START Information given

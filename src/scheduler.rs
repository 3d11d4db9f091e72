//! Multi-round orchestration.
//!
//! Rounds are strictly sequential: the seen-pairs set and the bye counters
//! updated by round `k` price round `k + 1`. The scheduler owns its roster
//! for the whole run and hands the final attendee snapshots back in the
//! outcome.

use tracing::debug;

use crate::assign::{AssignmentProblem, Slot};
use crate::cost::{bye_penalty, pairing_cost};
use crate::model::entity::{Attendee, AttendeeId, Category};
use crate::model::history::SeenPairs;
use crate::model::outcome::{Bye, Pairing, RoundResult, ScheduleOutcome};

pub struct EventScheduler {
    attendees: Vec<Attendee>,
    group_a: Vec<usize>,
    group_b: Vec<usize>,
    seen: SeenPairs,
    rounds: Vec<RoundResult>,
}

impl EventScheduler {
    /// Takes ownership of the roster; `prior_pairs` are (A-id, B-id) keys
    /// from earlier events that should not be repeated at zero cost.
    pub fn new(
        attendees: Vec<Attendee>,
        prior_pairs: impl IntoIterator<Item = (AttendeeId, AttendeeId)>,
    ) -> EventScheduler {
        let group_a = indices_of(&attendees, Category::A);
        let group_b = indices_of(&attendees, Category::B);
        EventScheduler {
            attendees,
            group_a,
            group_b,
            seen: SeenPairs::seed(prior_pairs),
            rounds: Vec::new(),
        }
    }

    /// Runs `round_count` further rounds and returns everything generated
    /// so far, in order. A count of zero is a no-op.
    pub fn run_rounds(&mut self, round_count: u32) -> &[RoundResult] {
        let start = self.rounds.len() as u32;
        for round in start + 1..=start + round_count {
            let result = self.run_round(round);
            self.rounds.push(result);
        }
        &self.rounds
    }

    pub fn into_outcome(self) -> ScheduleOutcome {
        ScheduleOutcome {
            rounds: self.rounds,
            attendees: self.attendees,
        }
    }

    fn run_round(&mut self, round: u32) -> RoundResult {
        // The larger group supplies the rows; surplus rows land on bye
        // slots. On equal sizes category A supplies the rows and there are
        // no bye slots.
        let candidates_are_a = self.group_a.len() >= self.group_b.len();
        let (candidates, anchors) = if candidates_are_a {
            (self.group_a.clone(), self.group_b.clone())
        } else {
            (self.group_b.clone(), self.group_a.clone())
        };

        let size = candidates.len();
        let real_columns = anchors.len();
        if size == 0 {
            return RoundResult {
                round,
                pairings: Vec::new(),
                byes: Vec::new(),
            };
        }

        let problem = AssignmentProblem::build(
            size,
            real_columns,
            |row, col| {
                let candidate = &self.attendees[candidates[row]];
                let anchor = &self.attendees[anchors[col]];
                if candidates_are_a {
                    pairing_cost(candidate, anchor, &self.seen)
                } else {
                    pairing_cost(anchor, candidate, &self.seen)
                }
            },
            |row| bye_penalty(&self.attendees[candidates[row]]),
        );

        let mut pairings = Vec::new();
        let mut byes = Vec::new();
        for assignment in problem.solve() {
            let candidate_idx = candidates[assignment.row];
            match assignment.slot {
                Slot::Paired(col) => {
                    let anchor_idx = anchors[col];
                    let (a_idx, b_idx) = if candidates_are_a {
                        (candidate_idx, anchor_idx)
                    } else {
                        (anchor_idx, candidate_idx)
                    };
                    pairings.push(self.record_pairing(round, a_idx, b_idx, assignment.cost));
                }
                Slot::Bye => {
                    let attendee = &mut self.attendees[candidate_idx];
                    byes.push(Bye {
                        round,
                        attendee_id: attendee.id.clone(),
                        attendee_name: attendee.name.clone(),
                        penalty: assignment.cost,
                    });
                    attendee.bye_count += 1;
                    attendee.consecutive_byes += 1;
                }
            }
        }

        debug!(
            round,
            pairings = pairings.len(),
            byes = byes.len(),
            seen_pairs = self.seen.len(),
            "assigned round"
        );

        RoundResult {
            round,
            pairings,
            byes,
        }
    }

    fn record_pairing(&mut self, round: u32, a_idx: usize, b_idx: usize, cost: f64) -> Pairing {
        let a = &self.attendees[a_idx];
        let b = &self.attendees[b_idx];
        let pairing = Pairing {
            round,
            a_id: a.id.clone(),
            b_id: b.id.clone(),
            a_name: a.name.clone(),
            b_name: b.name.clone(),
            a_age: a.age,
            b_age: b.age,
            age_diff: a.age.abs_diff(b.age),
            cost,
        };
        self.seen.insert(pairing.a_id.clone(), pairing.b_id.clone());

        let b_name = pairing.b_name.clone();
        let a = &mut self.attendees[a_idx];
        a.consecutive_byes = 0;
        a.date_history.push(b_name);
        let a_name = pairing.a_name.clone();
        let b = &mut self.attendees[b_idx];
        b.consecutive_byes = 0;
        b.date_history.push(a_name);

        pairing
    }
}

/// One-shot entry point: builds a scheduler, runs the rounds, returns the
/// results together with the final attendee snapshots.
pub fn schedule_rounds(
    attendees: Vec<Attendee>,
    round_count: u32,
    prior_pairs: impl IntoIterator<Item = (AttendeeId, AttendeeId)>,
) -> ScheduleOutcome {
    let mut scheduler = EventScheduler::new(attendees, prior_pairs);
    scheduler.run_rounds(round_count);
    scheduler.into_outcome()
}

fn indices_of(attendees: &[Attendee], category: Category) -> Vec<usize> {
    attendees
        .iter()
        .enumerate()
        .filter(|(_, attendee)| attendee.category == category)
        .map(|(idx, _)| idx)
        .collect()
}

END Information given

Set the entries above down once more, exactly as they stand.

filename src/scheduler.rs
repository 3d11d4db9f091e72
//! Multi-round orchestration.
//!
//! Rounds are strictly sequential: the seen-pairs set and the bye counters
//! updated by round `k` price round `k + 1`. The scheduler owns its roster
//! for the whole run and hands the final attendee snapshots back in the
//! outcome.

use tracing::debug;

use crate::assign::{AssignmentProblem, Slot};
use crate::cost::{bye_penalty, pairing_cost};
use crate::model::entity::{Attendee, AttendeeId, Category};
use crate::model::history::SeenPairs;
use crate::model::outcome::{Bye, Pairing, RoundResult, ScheduleOutcome};

pub struct EventScheduler {
    attendees: Vec<Attendee>,
    group_a: Vec<usize>,
    group_b: Vec<usize>,
    seen: SeenPairs,
    rounds: Vec<RoundResult>,
}

impl EventScheduler {
    /// Takes ownership of the roster; `prior_pairs` are (A-id, B-id) keys
    /// from earlier events that should not be repeated at zero cost.
    pub fn new(
        attendees: Vec<Attendee>,
        prior_pairs: impl IntoIterator<Item = (AttendeeId, AttendeeId)>,
    ) -> EventScheduler {
        let group_a = indices_of(&attendees, Category::A);
        let group_b = indices_of(&attendees, Category::B);
        EventScheduler {
            attendees,
            group_a,
            group_b,
            seen: SeenPairs::seed(prior_pairs),
            rounds: Vec::new(),
        }
    }

    /// Runs `round_count` further rounds and returns everything generated
    /// so far, in order. A count of zero is a no-op.
    pub fn run_rounds(&mut self, round_count: u32) -> &[RoundResult] {
        let start = self.rounds.len() as u32;
        for round in start + 1..=start + round_count {
            let result = self.run_round(round);
            self.rounds.push(result);
        }
        &self.rounds
    }

    pub fn into_outcome(self) -> ScheduleOutcome {
        ScheduleOutcome {
            rounds: self.rounds,
            attendees: self.attendees,
        }
    }

    fn run_round(&mut self, round: u32) -> RoundResult {
        // The larger group supplies the rows; surplus rows land on bye
        // slots. On equal sizes category A supplies the rows and there are
        // no bye slots.
        let candidates_are_a = self.group_a.len() >= self.group_b.len();
        let (candidates, anchors) = if candidates_are_a {
            (self.group_a.clone(), self.group_b.clone())
        } else {
            (self.group_b.clone(), self.group_a.clone())
        };

        let size = candidates.len();
        let real_columns = anchors.len();
        if size == 0 {
            return RoundResult {
                round,
                pairings: Vec::new(),
                byes: Vec::new(),
            };
        }

        let problem = AssignmentProblem::build(
            size,
            real_columns,
            |row, col| {
                let candidate = &self.attendees[candidates[row]];
                let anchor = &self.attendees[anchors[col]];
                if candidates_are_a {
                    pairing_cost(candidate, anchor, &self.seen)
                } else {
                    pairing_cost(anchor, candidate, &self.seen)
                }
            },
            |row| bye_penalty(&self.attendees[candidates[row]]),
        );

        let mut pairings = Vec::new();
        let mut byes = Vec::new();
        for assignment in problem.solve() {
            let candidate_idx = candidates[assignment.row];
            match assignment.slot {
                Slot::Paired(col) => {
                    let anchor_idx = anchors[col];
                    let (a_idx, b_idx) = if candidates_are_a {
                        (candidate_idx, anchor_idx)
                    } else {
                        (anchor_idx, candidate_idx)
                    };
                    pairings.push(self.record_pairing(round, a_idx, b_idx, assignment.cost));
                }
                Slot::Bye => {
                    let attendee = &mut self.attendees[candidate_idx];
                    byes.push(Bye {
                        round,
                        attendee_id: attendee.id.clone(),
                        attendee_name: attendee.name.clone(),
                        penalty: assignment.cost,
                    });
                    attendee.bye_count += 1;
                    attendee.consecutive_byes += 1;
                }
            }
        }

        debug!(
            round,
            pairings = pairings.len(),
            byes = byes.len(),
            seen_pairs = self.seen.len(),
            "assigned round"
        );

        RoundResult {
            round,
            pairings,
            byes,
        }
    }

    fn record_pairing(&mut self, round: u32, a_idx: usize, b_idx: usize, cost: f64) -> Pairing {
        let a = &self.attendees[a_idx];
        let b = &self.attendees[b_idx];
        let pairing = Pairing {
            round,
            a_id: a.id.clone(),
            b_id: b.id.clone(),
            a_name: a.name.clone(),
            b_name: b.name.clone(),
            a_age: a.age,
            b_age: b.age,
            age_diff: a.age.abs_diff(b.age),
            cost,
        };
        self.seen.insert(pairing.a_id.clone(), pairing.b_id.clone());

        let b_name = pairing.b_name.clone();
        let a = &mut self.attendees[a_idx];
        a.consecutive_byes = 0;
        a.date_history.push(b_name);
        let a_name = pairing.a_name.clone();
        let b = &mut self.attendees[b_idx];
        b.consecutive_byes = 0;
        b.date_history.push(a_name);

        pairing
    }
}

/// One-shot entry point: builds a scheduler, runs the rounds, returns the
/// results together with the final attendee snapshots.
pub fn schedule_rounds(
    attendees: Vec<Attendee>,
    round_count: u32,
    prior_pairs: impl IntoIterator<Item = (AttendeeId, AttendeeId)>,
) -> ScheduleOutcome {
    let mut scheduler = EventScheduler::new(attendees, prior_pairs);
    scheduler.run_rounds(round_count);
    scheduler.into_outcome()
}

fn indices_of(attendees: &[Attendee], category: Category) -> Vec<usize> {
    attendees
        .iter()
        .enumerate()
        .filter(|(_, attendee)| attendee.category == category)
        .map(|(idx, _)| idx)
        .collect()
}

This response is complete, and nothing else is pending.